Another attempt to convince the New York Times to correct an egregious error
By Dave AndruskoA tip of the cap to the always insightful Getreligion site. There you’ll read about a valiant (and ongoing) attempt to correct blatant media bias.
GetReligion’s editor, Terry Mattingly, traces the patient efforts of M.Z. Hemingway to persuade/convince/cajole the New York Times to correct a hugely important error in a story that (because it was not corrected quickly) has spread through the newspaper.
What was the error? (“Mr. Daleiden” is David Daleiden of the Center for Medical Progress which has released two explosive videos showing two Planned Parenthood officials casually discussing the going price for intact baby body parts and possibly using a “less crunchy [abortion] technique” so as to secure intact heads, livers, lung, hearts, etc., etc. etc.):
The story included this sentence: “Mr. Daleiden released what he called the full recording last week after Planned Parenthood complained of selective, misleading editing.”

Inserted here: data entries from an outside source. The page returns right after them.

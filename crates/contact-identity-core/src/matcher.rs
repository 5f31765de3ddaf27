use std::collections::BTreeSet;

use crate::{ContactId, ContactRecord, ContactTx, StoreError};

/// Resolve matched records to the deduplicated set of their cluster primaries.
#[must_use]
pub fn primary_ids_of(records: &[ContactRecord]) -> BTreeSet<ContactId> {
    records.iter().map(ContactRecord::cluster_id).collect()
}

/// Find the primaries of every cluster that references `email` or `phone_number`.
///
/// Empty attributes are ignored; with neither attribute present the store is
/// not queried and the result is empty.
///
/// # Errors
/// Returns the [`StoreError`] raised by the lookup.
pub async fn match_primary_ids<T: ContactTx>(
    tx: &mut T,
    email: Option<&str>,
    phone_number: Option<&str>,
) -> Result<BTreeSet<ContactId>, StoreError> {
    let email = email.filter(|value| !value.is_empty());
    let phone_number = phone_number.filter(|value| !value.is_empty());
    if email.is_none() && phone_number.is_none() {
        return Ok(BTreeSet::new());
    }

    let records = tx.find_by_email_or_phone(email, phone_number).await?;
    Ok(primary_ids_of(&records))
}

#[cfg(test)]
mod tests {
    use time::{Duration, OffsetDateTime};

    use super::*;
    use crate::{ContactStore, LinkPrecedence, MemoryContactStore};

    fn fixture_time() -> OffsetDateTime {
        OffsetDateTime::UNIX_EPOCH + Duration::seconds(1_700_000_000)
    }

    fn record(
        id: i64,
        email: Option<&str>,
        phone_number: Option<&str>,
        precedence: LinkPrecedence,
    ) -> ContactRecord {
        ContactRecord {
            id: ContactId(id),
            email: email.map(str::to_string),
            phone_number: phone_number.map(str::to_string),
            precedence,
            created_at: fixture_time() + Duration::minutes(id),
            updated_at: fixture_time() + Duration::minutes(id),
            deleted_at: None,
        }
    }

    fn seeded_store() -> MemoryContactStore {
        MemoryContactStore::with_records(vec![
            record(1, Some("doc@hillvalley.edu"), Some("111"), LinkPrecedence::Primary),
            record(
                2,
                Some("emmett@hillvalley.edu"),
                Some("111"),
                LinkPrecedence::Secondary { linked_id: ContactId(1) },
            ),
            record(3, Some("marty@hillvalley.edu"), Some("222"), LinkPrecedence::Primary),
        ])
    }

    #[test]
    fn primary_ids_resolve_secondaries_to_their_link() {
        let records = vec![
            record(1, Some("a@x.com"), None, LinkPrecedence::Primary),
            record(2, None, Some("9"), LinkPrecedence::Secondary { linked_id: ContactId(1) }),
            record(5, None, Some("9"), LinkPrecedence::Primary),
        ];

        assert_eq!(primary_ids_of(&records), BTreeSet::from([ContactId(1), ContactId(5)]));
    }

    #[tokio::test]
    async fn match_uses_or_semantics_across_attributes() {
        let store = seeded_store();
        let mut tx = match store.begin().await {
            Ok(tx) => tx,
            Err(err) => panic!("begin should succeed: {err}"),
        };

        let matched =
            match match_primary_ids(&mut tx, Some("emmett@hillvalley.edu"), Some("222")).await {
                Ok(matched) => matched,
                Err(err) => panic!("match should succeed: {err}"),
            };
        assert_eq!(matched, BTreeSet::from([ContactId(1), ContactId(3)]));

        let matched = match match_primary_ids(&mut tx, None, Some("111")).await {
            Ok(matched) => matched,
            Err(err) => panic!("match should succeed: {err}"),
        };
        assert_eq!(matched, BTreeSet::from([ContactId(1)]));
    }

    #[tokio::test]
    async fn match_without_attributes_is_empty() {
        let store = seeded_store();
        let mut tx = match store.begin().await {
            Ok(tx) => tx,
            Err(err) => panic!("begin should succeed: {err}"),
        };

        let matched = match match_primary_ids(&mut tx, None, Some("")).await {
            Ok(matched) => matched,
            Err(err) => panic!("match should succeed: {err}"),
        };
        assert!(matched.is_empty());
    }
}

On July 20, Ms. Hemingway explained what’s wrong in a short note to Times editors asking for a correction:
This is completely in error. The
full recording was released 21 seconds after the edited version,
according to YouTube records, many hours before Planned Parenthood tried
the public relations spin accepted by some reporters. …
Two days later, she referenced a different story whose offending
passage was worse: “The full video of the lunch meeting, over two hours
long and released by the Center for Medical Progress after complaints by
Planned Parenthood, shows something very different from what these
critics claim.”Ms. Hemingway, in asking for a correction, wrote
Leaving aside the opinion portion
of this phrase, at least one factual claim here is in error. The full
recording was released 21 seconds after the edited version, according to
YouTube records, many hours before Planned Parenthood tried the public relations spin accepted by some reporters.
Back to the latest Times’ error. The newspaper will be even more reluctant to provide even a “constricted correction” because the “error” (I think by now it needs to be put in quotation marks) serves the paper’s narrative: shifty pro-lifers who put out something that was misleading and only when the forces of good (aka PPFA) called them out did they reluctantly provide a true account.
Of course, this is totally false, but, if you’re the New York Times, who cares? A lie serves its purposes, the truth does not.